O CEO da Amazon, Andy Jassy, alertou que os efeitos das tarifas de importação impostas pelo governo de Donald Trump já começaram a ser sentidos diretamente pelos consumidores. Durante participação no Fórum Econômico Mundial, realizado em Davos, na Suíça, nesta terça-feira (20), o executivo explicou que o encarecimento dos custos logísticos e tributários está sendo gradualmente incorporado aos valores dos produtos vendidos na plataforma.
Até pouco tempo, a empresa sustentava que os preços permaneciam relativamente estáveis. Esse cenário, porém, mudou no encerramento de 2025, quando se esgotaram os estoques adquiridos antes da aplicação das taxas. Essa reserva vinha funcionando como um “amortecedor” contra reajustes, permitindo que vendedores adiassem o repasse dos aumentos.

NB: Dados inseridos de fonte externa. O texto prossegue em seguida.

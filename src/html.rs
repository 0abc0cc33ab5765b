use maud::{DOCTYPE, Markup, PreEscaped, html};

use crate::navigation::NavBar;

// Button styles
pub const BUTTON_PRIMARY_STYLE: &str = "px-4 py-2 bg-blue-500 \
    dark:bg-blue-600 disabled:bg-blue-700 hover:enabled:bg-blue-600 \
    hover:enabled:dark:bg-blue-700 text-white rounded";

pub const BUTTON_DELETE_STYLE: &str = "text-red-600 hover:text-red-500 \
    dark:text-red-500 dark:hover:text-red-400 underline bg-transparent \
    border-none cursor-pointer";

// Form styles
pub const FORM_LABEL_STYLE: &str = "block mb-2 text-sm font-medium text-gray-900 dark:text-white";
pub const FORM_TEXT_INPUT_STYLE: &str = "block w-full p-2.5 rounded text-sm \
    text-gray-900 dark:text-white disabled:text-gray-500 bg-gray-50 \
    dark:bg-gray-700 border border-gray-300 dark:border-gray-600 \
    dark:placeholder-gray-400 focus:ring-blue-600 focus:border-blue-600 \
    focus:dark:border-blue-500 focus:dark:ring-blue-500";

// Table styles
pub const TABLE_HEADER_STYLE: &str = "text-xs text-gray-700 uppercase \
    bg-gray-50 dark:bg-gray-700 dark:text-gray-400";

pub const TABLE_ROW_STYLE: &str = "bg-white border-b dark:bg-gray-800 dark:border-gray-700";

pub const TABLE_CELL_STYLE: &str = "px-6 py-4";

// Card and section styles
pub const CARD_STYLE: &str = "w-full p-6 bg-white rounded-lg shadow \
    dark:bg-gray-800 dark:border dark:border-gray-700";

pub const SECTION_HEADER_STYLE: &str = "mb-4 text-xl font-semibold text-gray-900 dark:text-white";

// Page container
pub const PAGE_CONTAINER_STYLE: &str =
    "flex flex-col items-center gap-6 px-6 py-8 mx-auto lg:py-5 max-w-screen-xl \
    text-gray-900 dark:text-white";

pub enum HeadElement {
    Style(PreEscaped<String>),
}

/// The page skeleton shared by every page, with the navigation bar above `content`.
///
/// `active_endpoint` is the path of the current page, used to highlight its
/// link in the navigation bar.
pub fn base(
    title: &str,
    active_endpoint: &str,
    head_elements: &[HeadElement],
    content: &Markup,
) -> Markup {
    html! {
        (DOCTYPE)
        html lang="en"
        {
            head
            {
                meta charset="UTF-8";
                meta name="viewport" content="width=device-width, initial-scale=1.0";
                title { (title) " - Agent Dashboard" }

                script src="https://cdn.jsdelivr.net/npm/@tailwindcss/browser@4" {}

                @for element in head_elements
                {
                    @match element
                    {
                        HeadElement::Style(text) => style { (text) }
                    }
                }
            }

            body class="container max-w-full min-h-screen bg-gray-50 dark:bg-gray-900"
            {
                (NavBar::new(active_endpoint).into_html())

                (content)
            }
        }
    }
}

pub fn error_view(title: &str, header: &str, description: &str, fix: &str) -> Markup {
    // Template adapted from https://flowbite.com/blocks/marketing/404/
    let content = html!(
        section class="bg-white dark:bg-gray-900"
        {
            div class="py-8 px-4 mx-auto max-w-screen-xl lg:py-16 lg:px-6"
            {
                div class="mx-auto max-w-screen-sm text-center"
                {
                    h1
                        class="mb-4 text-7xl tracking-tight font-extrabold
                            lg:text-9xl text-blue-600 dark:text-blue-500"
                    {
                        (header)
                    }

                    p
                        class="mb-4 text-3xl md:text-4xl tracking-tight
                            font-bold text-gray-900 dark:text-white"
                    {
                        (description)
                    }

                    p
                        class="mb-4 text-1xl md:text-2xl tracking-tight
                            text-gray-900 dark:text-white"
                    {
                        (fix)
                    }

                    a
                        href="/"
                        class="inline-flex text-white bg-blue-600
                            hover:bg-blue-800 focus:ring-4 focus:outline-hidden
                            focus:ring-blue-300 font-medium rounded text-sm px-5
                            py-2.5 text-center dark:focus:ring-blue-900 my-4"
                    {
                        "Back to Dashboard"
                    }
                }
            }
        }
    );

    base(title, "", &[], &content)
}

/// Returns the CSS styles for adding a dollar sign prefix to number inputs.
pub fn dollar_input_styles() -> HeadElement {
    HeadElement::Style(PreEscaped(
        r#"
        .input-wrapper {
            position: relative;
            display: block;
        }
        .input-wrapper input[type="number"] {
            padding-left: 1.4rem;
        }
        .input-wrapper::before {
            content: '$';
            position: absolute;
            left: 0.6rem;
            top: 50%;
            transform: translateY(-50%);
            pointer-events: none;
        }
        "#
        .to_owned(),
    ))
}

Com o fim desse fôlego, comerciantes que atuam no marketplace passaram a enfrentar uma escolha difícil, reduzir a própria margem de lucro para não perder clientes ou transferir parte, ou até a totalidade, do custo adicional para o consumidor final. Jassy ressaltou que o varejo opera, em geral, com lucros bastante reduzidos, frequentemente abaixo de dois dígitos, o que torna inviável absorver elevações expressivas nos custos, como aumentos de 10%.
Busca por alternativas
Apesar do encarecimento,o volume de compras segue elevado. No entanto, o perfil do consumidor mudou. Segundo o CEO, cresce a busca por promoções e alternativas mais baratas, enquanto gastos com produtos considerados supérfluos vêm sendo evitados.
O impacto das tarifas também varia entre setores. Empresas com produção majoritariamente local, como a Coca-Cola, afirmam estar menos expostas a esse cenário. Já a Amazon, por depender fortemente de importações, enfrenta um desafio maior.